Mohammed Lakhdar-Hamina est le seul Africain à avoir remporté une Palme d’or
En 1975, Mohammed Lakhdar-Hamina avait marqué l’histoire du Festival de Cannes en remportant la Palme d’or pour Chronique des années de braise. À ce jour, il s’agit encore de la seule Palme d’Or africaine de l’histoire du Festival. Ce film, célébré à nouveau ce 23 mai 2025 par le cinéma dans le cadre de la projection d’une version restaurée, est une fresque de l’Algérie entre 1930 et 1954 censée donner des clés de compréhension sur les événements qui ont mené à la guerre. En 1975, lors de sa présentation officielle à Cannes, des militants de l’OAS auraient tenté de perturber la fête en lançant de fausses alertes à la bombe. Cela n’avait finalement pas empêché le jury présidé par Jeanne Moreau de reconnaître le génie de Mohammed Lakhdar-Hamina, déjà récompensé du Prix de la première œuvre en 1967 pour Le vent des Aurès.

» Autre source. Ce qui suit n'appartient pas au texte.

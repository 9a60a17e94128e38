use std::sync::Arc;

use serde::Serialize;
use tracing::{info, warn};

use aquaserve_billing::{SummaryReport, TariffTable, aggregate, format_money};
use aquaserve_core::{CustomerId, DomainError, DomainResult};

use crate::customer::{BilledCustomer, CustomerRecord, NewCustomer};
use crate::store::{CustomerStore, InMemoryCustomerStore};

/// Capacity of the reference configuration.
pub const DEFAULT_CAPACITY: usize = 50;

/// Registry limits.
#[derive(Debug, Clone, Copy, PartialEq, Eq)]
pub struct RegistryConfig {
    /// Maximum number of records held at once (at least 1).
    pub capacity: usize,
}

impl RegistryConfig {
    pub fn with_capacity(capacity: usize) -> DomainResult<Self> {
        if capacity == 0 {
            return Err(DomainError::validation("capacity must be at least 1"));
        }
        Ok(Self { capacity })
    }
}

impl Default for RegistryConfig {
    fn default() -> Self {
        Self {
            capacity: DEFAULT_CAPACITY,
        }
    }
}

/// Monthly report: the summary plus the exact snapshot it was computed from.
#[derive(Debug, Clone, PartialEq, Serialize)]
pub struct MonthlySummary {
    pub summary: SummaryReport<CustomerRecord>,
    pub customers: Vec<CustomerRecord>,
}

/// Owner of all customer records.
///
/// The capacity check, id assignment and insertion happen together under the
/// store's write lock (see [`CustomerStore::insert_with`]), so several
/// registries may share one store. Reads see a registration fully or not at
/// all.
#[derive(Debug)]
pub struct CustomerRegistry<S = InMemoryCustomerStore>
where
    S: CustomerStore,
{
    store: S,
    tariff: Arc<TariffTable>,
    capacity: usize,
}

impl CustomerRegistry<InMemoryCustomerStore> {
    /// Empty in-memory registry.
    pub fn in_memory(config: RegistryConfig, tariff: TariffTable) -> Self {
        Self::with_store(InMemoryCustomerStore::new(), config, tariff)
    }
}

impl<S> CustomerRegistry<S>
where
    S: CustomerStore,
{
    /// Registry over an existing store. Ids continue after the highest stored id.
    pub fn with_store(store: S, config: RegistryConfig, tariff: TariffTable) -> Self {
        Self {
            store,
            tariff: Arc::new(tariff),
            capacity: config.capacity,
        }
    }

    /// Validate and register a customer from raw values.
    pub fn register(
        &self,
        full_name: &str,
        previous_reading: f64,
        current_reading: f64,
    ) -> DomainResult<CustomerRecord> {
        let new = NewCustomer::new(full_name, previous_reading, current_reading).inspect_err(|e| {
            warn!(error = %e, "customer registration rejected");
        })?;
        self.register_new(new)
    }

    /// Register already-validated input.
    ///
    /// Either the billed record is stored under a fresh id, or nothing
    /// changes and an error is returned.
    pub fn register_new(&self, new: NewCustomer) -> DomainResult<CustomerRecord> {
        let billed = BilledCustomer::new(new, &self.tariff)?;

        let ceiling = self.amount_ceiling();
        if billed.consumption() > ceiling || billed.bill_amount() > ceiling {
            warn!(
                consumption = billed.consumption(),
                "customer registration rejected: readings too large"
            );
            return Err(DomainError::validation("readings are too large to bill"));
        }

        let record = self
            .store
            .insert_with(self.capacity, |id| billed.into_record(id))
            .inspect_err(|e| {
                warn!(capacity = self.capacity, error = %e, "customer registration rejected");
            })?;

        info!(
            customer_id = %record.customer_id(),
            consumption = record.consumption(),
            bill = %format_money(self.tariff.currency(), record.bill_amount()),
            "customer registered"
        );

        Ok(record)
    }

    pub fn get(&self, id: CustomerId) -> DomainResult<CustomerRecord> {
        self.store.get(id).ok_or_else(DomainError::not_found)
    }

    /// All records in registration order.
    pub fn list(&self) -> Vec<CustomerRecord> {
        self.store.list()
    }

    /// Summary statistics over one consistent snapshot of the registry.
    pub fn monthly_summary(&self) -> MonthlySummary {
        let customers = self.store.list();
        let summary = aggregate(&customers);
        MonthlySummary { summary, customers }
    }

    pub fn len(&self) -> usize {
        self.store.len()
    }

    pub fn is_empty(&self) -> bool {
        self.store.is_empty()
    }

    pub fn capacity(&self) -> usize {
        self.capacity
    }

    pub fn remaining_capacity(&self) -> usize {
        self.capacity.saturating_sub(self.store.len())
    }

    pub fn tariff(&self) -> &TariffTable {
        &self.tariff
    }

    /// Largest consumption or bill a single record may carry. A full registry
    /// of such records still sums to finite totals.
    fn amount_ceiling(&self) -> f64 {
        f64::MAX / (2.0 * self.capacity as f64)
    }
}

Le président algérien salue la mémoire de Mohammed Lakhdar-Hamina
Ce vendredi 23 mai, le fils du réalisateur, Malek, qui incarnait un enfant dans Chronique des années de braise, était présent à Cannes pour l’hommage rendu à son père. « À travers ce film, Mohamed Lakhdar-Hamina a tendu la main pour rassembler et non diviser. Il a fait du cinéma une terre d’accueil », a-t-il dit, ému, quelques instants avant l’annonce du décès du cinéaste. Le président algérien Abdelmadjid Tebboune a publié un message de condoléances pour la disparition de « ce géant du cinéma mondial ».
Né à M’sila, Mohamed Lakhdar Hamina manifeste, dès son enfance, un penchant prononcé pour la photo et l’image. Il effectue ses premières classes d’enseignement général en Algérie, les poursuit en France, avant de rejoindre Tunis en 1958. C’est là qu’il suit une formation avant de retrouver ses camarades de combat et de tourner ses premiers films au maquis.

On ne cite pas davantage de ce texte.